(Material for this task Opens)

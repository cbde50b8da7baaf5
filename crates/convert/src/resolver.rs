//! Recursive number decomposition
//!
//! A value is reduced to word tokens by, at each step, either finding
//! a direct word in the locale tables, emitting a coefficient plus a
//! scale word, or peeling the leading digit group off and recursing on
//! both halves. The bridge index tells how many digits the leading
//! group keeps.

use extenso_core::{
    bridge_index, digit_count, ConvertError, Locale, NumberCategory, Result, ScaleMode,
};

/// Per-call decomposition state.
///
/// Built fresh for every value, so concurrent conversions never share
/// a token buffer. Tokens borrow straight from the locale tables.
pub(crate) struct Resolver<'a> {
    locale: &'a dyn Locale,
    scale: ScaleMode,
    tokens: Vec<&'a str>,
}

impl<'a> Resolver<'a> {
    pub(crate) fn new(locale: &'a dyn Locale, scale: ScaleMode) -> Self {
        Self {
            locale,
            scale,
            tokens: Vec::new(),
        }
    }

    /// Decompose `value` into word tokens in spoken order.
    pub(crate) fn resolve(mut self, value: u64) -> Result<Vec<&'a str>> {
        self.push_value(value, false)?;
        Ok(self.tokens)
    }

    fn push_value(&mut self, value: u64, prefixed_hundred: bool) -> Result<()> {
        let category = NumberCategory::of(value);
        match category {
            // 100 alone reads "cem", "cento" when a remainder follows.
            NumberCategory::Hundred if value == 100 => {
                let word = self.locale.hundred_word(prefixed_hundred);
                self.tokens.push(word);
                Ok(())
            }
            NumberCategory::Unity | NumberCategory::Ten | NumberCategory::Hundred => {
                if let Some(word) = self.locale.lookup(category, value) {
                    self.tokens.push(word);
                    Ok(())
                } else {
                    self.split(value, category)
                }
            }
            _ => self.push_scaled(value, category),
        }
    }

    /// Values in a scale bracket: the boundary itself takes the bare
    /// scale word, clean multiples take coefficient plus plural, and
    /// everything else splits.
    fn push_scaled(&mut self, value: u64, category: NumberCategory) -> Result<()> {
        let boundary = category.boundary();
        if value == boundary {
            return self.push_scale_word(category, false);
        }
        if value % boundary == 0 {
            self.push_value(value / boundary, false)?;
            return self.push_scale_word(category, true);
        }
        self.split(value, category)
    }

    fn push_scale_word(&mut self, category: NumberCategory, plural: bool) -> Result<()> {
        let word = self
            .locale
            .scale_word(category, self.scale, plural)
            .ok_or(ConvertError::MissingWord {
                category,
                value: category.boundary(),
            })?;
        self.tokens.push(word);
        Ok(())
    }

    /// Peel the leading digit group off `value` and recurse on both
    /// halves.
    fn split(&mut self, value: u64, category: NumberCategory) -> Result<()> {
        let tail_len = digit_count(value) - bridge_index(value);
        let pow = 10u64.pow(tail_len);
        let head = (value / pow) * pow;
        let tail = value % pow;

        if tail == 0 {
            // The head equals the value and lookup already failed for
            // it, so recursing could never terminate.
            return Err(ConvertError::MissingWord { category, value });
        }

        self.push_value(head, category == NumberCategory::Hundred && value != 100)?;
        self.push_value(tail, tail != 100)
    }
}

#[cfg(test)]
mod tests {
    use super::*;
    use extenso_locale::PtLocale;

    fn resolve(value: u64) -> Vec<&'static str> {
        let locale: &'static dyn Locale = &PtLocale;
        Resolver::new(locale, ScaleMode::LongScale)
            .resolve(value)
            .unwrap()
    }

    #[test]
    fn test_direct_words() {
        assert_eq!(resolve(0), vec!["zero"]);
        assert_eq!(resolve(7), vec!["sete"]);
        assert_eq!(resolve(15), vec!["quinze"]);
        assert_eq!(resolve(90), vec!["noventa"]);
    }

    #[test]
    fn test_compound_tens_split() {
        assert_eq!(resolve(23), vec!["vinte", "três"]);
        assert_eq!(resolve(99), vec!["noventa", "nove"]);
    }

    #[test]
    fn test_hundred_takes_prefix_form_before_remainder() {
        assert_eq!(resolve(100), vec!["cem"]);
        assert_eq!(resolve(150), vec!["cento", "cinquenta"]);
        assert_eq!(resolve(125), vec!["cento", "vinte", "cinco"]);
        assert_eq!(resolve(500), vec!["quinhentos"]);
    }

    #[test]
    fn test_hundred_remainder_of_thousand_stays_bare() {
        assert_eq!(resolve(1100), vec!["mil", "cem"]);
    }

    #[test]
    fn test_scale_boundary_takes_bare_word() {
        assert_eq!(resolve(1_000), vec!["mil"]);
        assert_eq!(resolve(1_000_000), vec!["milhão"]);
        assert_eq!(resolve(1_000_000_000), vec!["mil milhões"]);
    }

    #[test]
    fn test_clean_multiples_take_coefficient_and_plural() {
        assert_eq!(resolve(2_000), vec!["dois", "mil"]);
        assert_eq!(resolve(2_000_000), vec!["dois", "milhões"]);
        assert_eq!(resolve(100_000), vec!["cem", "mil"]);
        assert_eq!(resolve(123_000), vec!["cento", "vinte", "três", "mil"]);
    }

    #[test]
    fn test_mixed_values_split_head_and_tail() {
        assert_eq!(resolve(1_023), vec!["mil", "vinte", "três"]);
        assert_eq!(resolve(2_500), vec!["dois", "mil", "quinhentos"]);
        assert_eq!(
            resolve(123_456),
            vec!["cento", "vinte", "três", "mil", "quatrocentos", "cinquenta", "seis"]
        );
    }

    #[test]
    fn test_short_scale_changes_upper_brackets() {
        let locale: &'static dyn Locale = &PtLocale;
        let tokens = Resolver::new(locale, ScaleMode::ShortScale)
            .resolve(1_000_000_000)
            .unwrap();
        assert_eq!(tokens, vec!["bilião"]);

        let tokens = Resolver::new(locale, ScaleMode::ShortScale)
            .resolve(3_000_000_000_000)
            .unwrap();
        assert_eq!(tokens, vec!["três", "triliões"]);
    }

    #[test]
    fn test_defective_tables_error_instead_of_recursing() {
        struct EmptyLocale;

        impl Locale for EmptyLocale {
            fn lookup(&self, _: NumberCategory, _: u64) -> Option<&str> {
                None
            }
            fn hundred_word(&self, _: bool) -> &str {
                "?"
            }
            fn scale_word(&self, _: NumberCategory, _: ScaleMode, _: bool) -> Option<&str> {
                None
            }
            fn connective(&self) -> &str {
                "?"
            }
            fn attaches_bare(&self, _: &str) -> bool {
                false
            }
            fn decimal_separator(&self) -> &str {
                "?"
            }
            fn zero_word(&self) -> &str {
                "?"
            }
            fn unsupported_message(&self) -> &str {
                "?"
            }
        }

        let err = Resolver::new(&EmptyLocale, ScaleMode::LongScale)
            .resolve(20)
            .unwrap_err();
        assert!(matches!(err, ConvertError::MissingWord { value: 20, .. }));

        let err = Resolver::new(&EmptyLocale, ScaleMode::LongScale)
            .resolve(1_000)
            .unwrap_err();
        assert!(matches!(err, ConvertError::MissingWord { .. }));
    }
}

(Material for this task Closes)

Exercise aim: Nothing may be left out: return each entry exactly as it reads.

Output of the task:
repository cbde50b8da7baaf5
filename crates/convert/src/resolver.rs
//! Recursive number decomposition
//!
//! A value is reduced to word tokens by, at each step, either finding
//! a direct word in the locale tables, emitting a coefficient plus a
//! scale word, or peeling the leading digit group off and recursing on
//! both halves. The bridge index tells how many digits the leading
//! group keeps.

use extenso_core::{
    bridge_index, digit_count, ConvertError, Locale, NumberCategory, Result, ScaleMode,
};

/// Per-call decomposition state.
///
/// Built fresh for every value, so concurrent conversions never share
/// a token buffer. Tokens borrow straight from the locale tables.
pub(crate) struct Resolver<'a> {
    locale: &'a dyn Locale,
    scale: ScaleMode,
    tokens: Vec<&'a str>,
}

impl<'a> Resolver<'a> {
    pub(crate) fn new(locale: &'a dyn Locale, scale: ScaleMode) -> Self {
        Self {
            locale,
            scale,
            tokens: Vec::new(),
        }
    }

    /// Decompose `value` into word tokens in spoken order.
    pub(crate) fn resolve(mut self, value: u64) -> Result<Vec<&'a str>> {
        self.push_value(value, false)?;
        Ok(self.tokens)
    }

    fn push_value(&mut self, value: u64, prefixed_hundred: bool) -> Result<()> {
        let category = NumberCategory::of(value);
        match category {
            // 100 alone reads "cem", "cento" when a remainder follows.
            NumberCategory::Hundred if value == 100 => {
                let word = self.locale.hundred_word(prefixed_hundred);
                self.tokens.push(word);
                Ok(())
            }
            NumberCategory::Unity | NumberCategory::Ten | NumberCategory::Hundred => {
                if let Some(word) = self.locale.lookup(category, value) {
                    self.tokens.push(word);
                    Ok(())
                } else {
                    self.split(value, category)
                }
            }
            _ => self.push_scaled(value, category),
        }
    }

    /// Values in a scale bracket: the boundary itself takes the bare
    /// scale word, clean multiples take coefficient plus plural, and
    /// everything else splits.
    fn push_scaled(&mut self, value: u64, category: NumberCategory) -> Result<()> {
        let boundary = category.boundary();
        if value == boundary {
            return self.push_scale_word(category, false);
        }
        if value % boundary == 0 {
            self.push_value(value / boundary, false)?;
            return self.push_scale_word(category, true);
        }
        self.split(value, category)
    }

    fn push_scale_word(&mut self, category: NumberCategory, plural: bool) -> Result<()> {
        let word = self
            .locale
            .scale_word(category, self.scale, plural)
            .ok_or(ConvertError::MissingWord {
                category,
                value: category.boundary(),
            })?;
        self.tokens.push(word);
        Ok(())
    }

    /// Peel the leading digit group off `value` and recurse on both
    /// halves.
    fn split(&mut self, value: u64, category: NumberCategory) -> Result<()> {
        let tail_len = digit_count(value) - bridge_index(value);
        let pow = 10u64.pow(tail_len);
        let head = (value / pow) * pow;
        let tail = value % pow;

        if tail == 0 {
            // The head equals the value and lookup already failed for
            // it, so recursing could never terminate.
            return Err(ConvertError::MissingWord { category, value });
        }

        self.push_value(head, category == NumberCategory::Hundred && value != 100)?;
        self.push_value(tail, tail != 100)
    }
}

#[cfg(test)]
mod tests {
    use super::*;
    use extenso_locale::PtLocale;

    fn resolve(value: u64) -> Vec<&'static str> {
        let locale: &'static dyn Locale = &PtLocale;
        Resolver::new(locale, ScaleMode::LongScale)
            .resolve(value)
            .unwrap()
    }

    #[test]
    fn test_direct_words() {
        assert_eq!(resolve(0), vec!["zero"]);
        assert_eq!(resolve(7), vec!["sete"]);
        assert_eq!(resolve(15), vec!["quinze"]);
        assert_eq!(resolve(90), vec!["noventa"]);
    }

    #[test]
    fn test_compound_tens_split() {
        assert_eq!(resolve(23), vec!["vinte", "três"]);
        assert_eq!(resolve(99), vec!["noventa", "nove"]);
    }

    #[test]
    fn test_hundred_takes_prefix_form_before_remainder() {
        assert_eq!(resolve(100), vec!["cem"]);
        assert_eq!(resolve(150), vec!["cento", "cinquenta"]);
        assert_eq!(resolve(125), vec!["cento", "vinte", "cinco"]);
        assert_eq!(resolve(500), vec!["quinhentos"]);
    }

    #[test]
    fn test_hundred_remainder_of_thousand_stays_bare() {
        assert_eq!(resolve(1100), vec!["mil", "cem"]);
    }

    #[test]
    fn test_scale_boundary_takes_bare_word() {
        assert_eq!(resolve(1_000), vec!["mil"]);
        assert_eq!(resolve(1_000_000), vec!["milhão"]);
        assert_eq!(resolve(1_000_000_000), vec!["mil milhões"]);
    }

    #[test]
    fn test_clean_multiples_take_coefficient_and_plural() {
        assert_eq!(resolve(2_000), vec!["dois", "mil"]);
        assert_eq!(resolve(2_000_000), vec!["dois", "milhões"]);
        assert_eq!(resolve(100_000), vec!["cem", "mil"]);
        assert_eq!(resolve(123_000), vec!["cento", "vinte", "três", "mil"]);
    }

    #[test]
    fn test_mixed_values_split_head_and_tail() {
        assert_eq!(resolve(1_023), vec!["mil", "vinte", "três"]);
        assert_eq!(resolve(2_500), vec!["dois", "mil", "quinhentos"]);
        assert_eq!(
            resolve(123_456),
            vec!["cento", "vinte", "três", "mil", "quatrocentos", "cinquenta", "seis"]
        );
    }

    #[test]
    fn test_short_scale_changes_upper_brackets() {
        let locale: &'static dyn Locale = &PtLocale;
        let tokens = Resolver::new(locale, ScaleMode::ShortScale)
            .resolve(1_000_000_000)
            .unwrap();
        assert_eq!(tokens, vec!["bilião"]);

        let tokens = Resolver::new(locale, ScaleMode::ShortScale)
            .resolve(3_000_000_000_000)
            .unwrap();
        assert_eq!(tokens, vec!["três", "triliões"]);
    }

    #[test]
    fn test_defective_tables_error_instead_of_recursing() {
        struct EmptyLocale;

        impl Locale for EmptyLocale {
            fn lookup(&self, _: NumberCategory, _: u64) -> Option<&str> {
                None
            }
            fn hundred_word(&self, _: bool) -> &str {
                "?"
            }
            fn scale_word(&self, _: NumberCategory, _: ScaleMode, _: bool) -> Option<&str> {
                None
            }
            fn connective(&self) -> &str {
                "?"
            }
            fn attaches_bare(&self, _: &str) -> bool {
                false
            }
            fn decimal_separator(&self) -> &str {
                "?"
            }
            fn zero_word(&self) -> &str {
                "?"
            }
            fn unsupported_message(&self) -> &str {
                "?"
            }
        }

        let err = Resolver::new(&EmptyLocale, ScaleMode::LongScale)
            .resolve(20)
            .unwrap_err();
        assert!(matches!(err, ConvertError::MissingWord { value: 20, .. }));

        let err = Resolver::new(&EmptyLocale, ScaleMode::LongScale)
            .resolve(1_000)
            .unwrap_err();
        assert!(matches!(err, ConvertError::MissingWord { .. }));
    }
}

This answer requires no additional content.